The West Bengal Human Rights Commission is a statutory body dedicated to protecting and promoting human rights in the State. West Bengal Human Rights Commission was constituted on 31 January 1995 vide Notification No. 42-HS/HRC in accordance with the Protection of Human Rights Act, 1993. The subsequent Notification No. 180-HS/HRC dated 13 March 1995 set the terms and conditions of service of its chairperson and members.
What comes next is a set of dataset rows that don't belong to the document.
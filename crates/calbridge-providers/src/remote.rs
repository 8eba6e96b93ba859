//! Provider for server-backed accounts.
//!
//! [`RemoteProvider`] owns the sync algorithm and the store writes; the
//! wire protocol lives behind [`RemoteClient`]. Ids are namespaced by
//! account: calendars are `"{account}:{collection href}"` and events are
//! `"{account}:{resource href}"`.

use std::collections::{HashMap, HashSet};
use std::sync::Arc;

use calbridge_core::{Account, BoxFuture, Calendar, Event, ProviderKind};
use serde::{Deserialize, Serialize};
use tokio::sync::OnceCell;
use tracing::{debug, info, warn};
use uuid::Uuid;

use crate::connectivity::Connectivity;
use crate::error::{ProviderError, ProviderResult};
use crate::ical;
use crate::persist::EventStores;
use crate::provider::{CalendarProvider, CapabilitySet, require};
use crate::stream::{SyncEvent, SyncSender, SyncStream};

/// A calendar collection as listed by the server.
#[derive(Debug, Clone, PartialEq, Eq, Serialize, Deserialize)]
pub struct RemoteCalendar {
    pub href: String,
    pub name: String,
    pub color: Option<String>,
    /// Collection tag; changes whenever any resource in it changes.
    pub ctag: Option<String>,
}

#[derive(Debug, Clone, Copy, Default, PartialEq, Eq)]
pub struct ServerFeatures {
    pub can_write: bool,
}

/// Request for the changes of one calendar.
#[derive(Debug, Clone, Default, PartialEq, Eq)]
pub struct FetchChanges {
    pub calendar_href: String,
    pub since_token: Option<String>,
    /// `href → etag` of every resource already stored.
    pub known_etags: HashMap<String, String>,
}

#[derive(Debug, Clone, PartialEq, Eq)]
pub struct RemoteEvent {
    pub href: String,
    pub etag: Option<String>,
    pub ical: String,
}

#[derive(Debug, Clone, Default, PartialEq, Eq)]
pub struct ChangeSet {
    pub token: Option<String>,
    /// New or modified resources.
    pub upserts: Vec<RemoteEvent>,
    /// Known hrefs the server no longer has.
    pub removed: Vec<String>,
}

/// A local write to replay on the server.
#[derive(Debug, Clone, PartialEq, Eq)]
pub enum PushOp {
    Put {
        href: String,
        ical: String,
        /// Expected current etag; `None` creates.
        etag: Option<String>,
    },
    Delete {
        href: String,
        etag: Option<String>,
    },
}

impl PushOp {
    pub fn href(&self) -> &str {
        match self {
            Self::Put { href, .. } | Self::Delete { href, .. } => href,
        }
    }
}

/// Wire-level collaborator of [`RemoteProvider`].
pub trait RemoteClient: Send + Sync + 'static {
    fn kind(&self) -> ProviderKind {
        ProviderKind::Caldav
    }

    fn server_features(&self) -> BoxFuture<'_, ProviderResult<ServerFeatures>>;

    fn list_calendars(&self) -> BoxFuture<'_, ProviderResult<Vec<RemoteCalendar>>>;

    fn fetch_changes(&self, request: FetchChanges) -> BoxFuture<'_, ProviderResult<ChangeSet>>;

    /// Applies `ops` in order. Returns the new etag of each op, `None`
    /// for deletions or when the server did not report one.
    fn push_changes(&self, ops: Vec<PushOp>) -> BoxFuture<'_, ProviderResult<Vec<Option<String>>>>;
}

pub struct RemoteProvider<C> {
    account_id: String,
    client: C,
    stores: EventStores,
    connectivity: Arc<dyn Connectivity>,
    capabilities: OnceCell<CapabilitySet>,
}

impl<C> std::fmt::Debug for RemoteProvider<C> {
    fn fmt(&self, f: &mut std::fmt::Formatter<'_>) -> std::fmt::Result {
        f.debug_struct("RemoteProvider")
            .field("account_id", &self.account_id)
            .field("capabilities", &self.capabilities.get())
            .finish()
    }
}

impl<C: RemoteClient> RemoteProvider<C> {
    pub fn new(
        account_id: impl Into<String>,
        client: C,
        stores: EventStores,
        connectivity: Arc<dyn Connectivity>,
    ) -> Self {
        Self {
            account_id: account_id.into(),
            client,
            stores,
            connectivity,
            capabilities: OnceCell::new(),
        }
    }

    pub fn client(&self) -> &C {
        &self.client
    }

    fn calendar_id(&self, href: &str) -> String {
        format!("{}:{}", self.account_id, href)
    }

    fn event_id(&self, href: &str) -> String {
        format!("{}:{}", self.account_id, href)
    }

    fn tag(&self, error: ProviderError) -> ProviderError {
        error.with_provider(self.client.kind().as_str())
    }

    fn ensure_online(&self) -> ProviderResult<()> {
        if self.connectivity.state().online {
            Ok(())
        } else {
            Err(self.tag(ProviderError::offline("device is offline")))
        }
    }

    async fn cached_capabilities(&self) -> ProviderResult<CapabilitySet> {
        let caps = self
            .capabilities
            .get_or_try_init(|| async {
                self.ensure_online()?;
                let features = self.client.server_features().await?;
                debug!(account = %self.account_id, ?features, "server features");
                Ok::<_, ProviderError>(if features.can_write {
                    CapabilitySet::read_write_remote()
                } else {
                    CapabilitySet::read_only_remote()
                })
            })
            .await?;
        Ok(*caps)
    }

    /// Persists the server's calendar list and drops calendars the server
    /// no longer has, along with their events.
    async fn store_calendars(&self, remote: &[RemoteCalendar]) -> ProviderResult<Vec<Calendar>> {
        let existing: HashMap<String, Calendar> = self
            .stores
            .calendars
            .all()
            .await?
            .into_iter()
            .filter(|calendar| calendar.account_id == self.account_id)
            .map(|calendar| (calendar.id.clone(), calendar))
            .collect();

        let mut calendars = Vec::with_capacity(remote.len());
        for entry in remote {
            let id = self.calendar_id(&entry.href);
            let mut calendar = existing
                .get(&id)
                .cloned()
                .unwrap_or_else(|| Calendar::new(&id, &self.account_id, &entry.name));
            calendar.name = entry.name.clone();
            calendar.color = entry.color.clone();
            calendar.remote_id = Some(entry.href.clone());
            self.stores.calendars.persist(&calendar).await?;
            calendars.push(calendar);
        }

        let listed: HashSet<String> = calendars.iter().map(|c| c.id.clone()).collect();
        for id in existing.keys().filter(|id| !listed.contains(*id)) {
            info!(calendar = %id, "calendar removed on server");
            for event in self.stores.events_in_calendar(id).await? {
                self.stores.remove_event(&event.id).await?;
            }
            self.stores.calendars.remove(id).await?;
        }
        Ok(calendars)
    }

    async fn sync_calendar(
        &self,
        calendar: &mut Calendar,
        remote: &RemoteCalendar,
        tx: &SyncSender,
        synced: &mut usize,
    ) -> ProviderResult<()> {
        if remote.ctag.is_some() && remote.ctag == calendar.sync_token {
            debug!(calendar = %calendar.id, "collection tag unchanged");
            return Ok(());
        }

        let stored = self.stores.events_in_calendar(&calendar.id).await?;
        let known_etags = stored
            .iter()
            .filter_map(|event| Some((event.href.clone()?, event.etag.clone().unwrap_or_default())))
            .collect();

        let changes = self
            .client
            .fetch_changes(FetchChanges {
                calendar_href: remote.href.clone(),
                since_token: calendar.sync_token.clone(),
                known_etags,
            })
            .await?;
        debug!(
            calendar = %calendar.id,
            upserts = changes.upserts.len(),
            removed = changes.removed.len(),
            "changes fetched"
        );

        for item in &changes.upserts {
            let id = self.event_id(&item.href);
            match ical::parse_event(&item.ical, &id, &calendar.id) {
                Ok(parsed) => {
                    let mut event = parsed.event;
                    event.href = Some(item.href.clone());
                    event.etag = item.etag.clone();
                    self.stores.write_event(&event, &item.ical).await?;
                }
                Err(e) => {
                    warn!(href = %item.href, error = %e, "skipping unparseable resource");
                    continue;
                }
            }
            *synced += 1;
            tx.send(SyncEvent::ItemSynced(*synced)).await;
        }

        for href in &changes.removed {
            self.stores.remove_event(&self.event_id(href)).await?;
            *synced += 1;
            tx.send(SyncEvent::ItemSynced(*synced)).await;
        }

        calendar.sync_token = changes.token.or_else(|| remote.ctag.clone());
        self.stores.calendars.persist(calendar).await?;
        Ok(())
    }

    async fn run_sync(&self, account: &Account, tx: &SyncSender) -> ProviderResult<Option<String>> {
        self.ensure_online()?;
        let remote = self.client.list_calendars().await?;
        let mut calendars = self.store_calendars(&remote).await?;

        let mut synced = 0;
        for (calendar, entry) in calendars.iter_mut().zip(&remote) {
            self.sync_calendar(calendar, entry, tx, &mut synced).await?;
        }

        let token = calendars
            .iter()
            .map(|calendar| calendar.sync_token.clone().unwrap_or_default())
            .collect::<Vec<_>>()
            .join(",");
        info!(account = %account.id, items = synced, "sync finished");
        Ok(Some(token))
    }

    async fn calendar_href(&self, calendar_id: &str) -> ProviderResult<String> {
        self.stores
            .calendars
            .get(calendar_id)
            .await?
            .filter(|calendar| calendar.account_id == self.account_id)
            .and_then(|calendar| calendar.remote_id)
            .ok_or_else(|| {
                self.tag(ProviderError::not_found(format!(
                    "calendar '{}' not found",
                    calendar_id
                )))
            })
    }

    async fn existing(&self, id: &str) -> ProviderResult<(Event, String)> {
        let event = self
            .stores
            .events
            .get(id)
            .await?
            .ok_or_else(|| self.tag(ProviderError::not_found(format!("event '{}' not found", id))))?;
        let href = event.href.clone().ok_or_else(|| {
            self.tag(ProviderError::internal(format!("event '{}' has no href", id)))
        })?;
        Ok((event, href))
    }

    async fn push_one(&self, op: PushOp) -> ProviderResult<Option<String>> {
        let href = op.href().to_string();
        let mut etags = self.client.push_changes(vec![op]).await?;
        if etags.len() != 1 {
            warn!(href = %href, results = etags.len(), "unexpected push result count");
        }
        Ok(etags.pop().flatten())
    }
}

impl<C: RemoteClient> CalendarProvider for RemoteProvider<C> {
    fn kind(&self) -> ProviderKind {
        self.client.kind()
    }

    fn capabilities(&self) -> BoxFuture<'_, ProviderResult<CapabilitySet>> {
        Box::pin(self.cached_capabilities())
    }

    fn find_calendars<'a>(
        &'a self,
        _account: &'a Account,
    ) -> BoxFuture<'a, ProviderResult<Vec<Calendar>>> {
        Box::pin(async move {
            self.ensure_online()?;
            let remote = self.client.list_calendars().await?;
            self.store_calendars(&remote).await
        })
    }

    fn sync(self: Arc<Self>, account: Account) -> SyncStream {
        SyncStream::spawn(move |tx| async move {
            tx.send(SyncEvent::Started).await;
            let token = self
                .run_sync(&account, &tx)
                .await
                .map_err(|e| self.tag(e))?;
            tx.send(SyncEvent::Completed(token)).await;
            Ok(())
        })
    }

    fn create_event(&self, mut event: Event) -> BoxFuture<'_, ProviderResult<Event>> {
        Box::pin(async move {
            self.ensure_online()?;
            require(self.cached_capabilities().await?.can_create_event, "createEvent", self.kind())?;

            let collection = self.calendar_href(&event.calendar_id).await?;
            let uid = Uuid::new_v4().to_string();
            let href = format!("{}/{}.ics", collection.trim_end_matches('/'), uid);
            let ics = ical::to_ics(&event, &uid);

            let etag = self
                .push_one(PushOp::Put {
                    href: href.clone(),
                    ical: ics.clone(),
                    etag: None,
                })
                .await?;
            event.id = self.event_id(&href);
            event.href = Some(href);
            event.etag = etag;
            self.stores.write_event(&event, &ics).await?;
            Ok(event)
        })
    }

    fn update_event(&self, mut event: Event) -> BoxFuture<'_, ProviderResult<Event>> {
        Box::pin(async move {
            self.ensure_online()?;
            require(self.cached_capabilities().await?.can_update_event, "updateEvent", self.kind())?;

            let (existing, href) = self.existing(&event.id).await?;
            let uid = self
                .stores
                .components
                .get(&event.id)
                .await?
                .and_then(|component| ical::ical_uid(&component.ical))
                .unwrap_or_else(|| Uuid::new_v4().to_string());
            let ics = ical::to_ics(&event, &uid);

            let etag = self
                .push_one(PushOp::Put {
                    href: href.clone(),
                    ical: ics.clone(),
                    etag: existing.etag.clone(),
                })
                .await?;
            event.calendar_id = existing.calendar_id;
            event.href = Some(href);
            event.etag = etag;
            self.stores.write_event(&event, &ics).await?;
            Ok(event)
        })
    }

    fn delete_event<'a>(&'a self, id: &'a str) -> BoxFuture<'a, ProviderResult<()>> {
        Box::pin(async move {
            self.ensure_online()?;
            require(self.cached_capabilities().await?.can_delete_event, "deleteEvent", self.kind())?;

            let (existing, href) = self.existing(id).await?;
            self.push_one(PushOp::Delete {
                href,
                etag: existing.etag,
            })
            .await?;
            self.stores.remove_event(id).await?;
            Ok(())
        })
    }
}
The Commission became fully operational after its first chairperson and members were appointed on 14 March 1995. The commission works with a vision to creating a culture of human rights where every individual lives with dignity and respect, providing a crucial link between people and Government.

==Functions==
According to TPHRA, 1993 (with amendment act 2006), the commission is entitled to perform any of the following functions:

- Autonomously investigate on a petition filed by a victim or any person on his/her behalf as a complaint of
1. Violation of human rights and instigation or
2. Negligence in the prevention of such violations by any public servant.
- Get involved in any proceeding under allegation or violation of human right pending before a court with the approval of that court.
- Inspect living conditions of the inmates in any jail or any other institution under the control of the State Government where persons are detained or lodged for purposes of treatment, reformation or protection.
- Review the safeguards provided in the constitution or any other law for the time it is in force to ensure the protection of human rights
- Review the factors that inhibit the enjoyment of human rights
- Undertake and promote research and awareness programs in the field of human right
- Promote human right awareness through literacy campaigns, publications, seminars etc. for the protection and safeguards available under human rights practices.
- Encourage involvement of Non-Government Organizations and individuals for expansion work in the field of human rights awareness.
- Perform any other functions that may be considered necessary for the promotion of human rights.

It is clarified that though the commission has the power to inquire in violation of human rights (or instigation thereof) by a public servant. Instances where the human rights are violated by any individual citizen then the commission can intervene, if there is failure or negligence on the part of a public servant to prevent any such violation.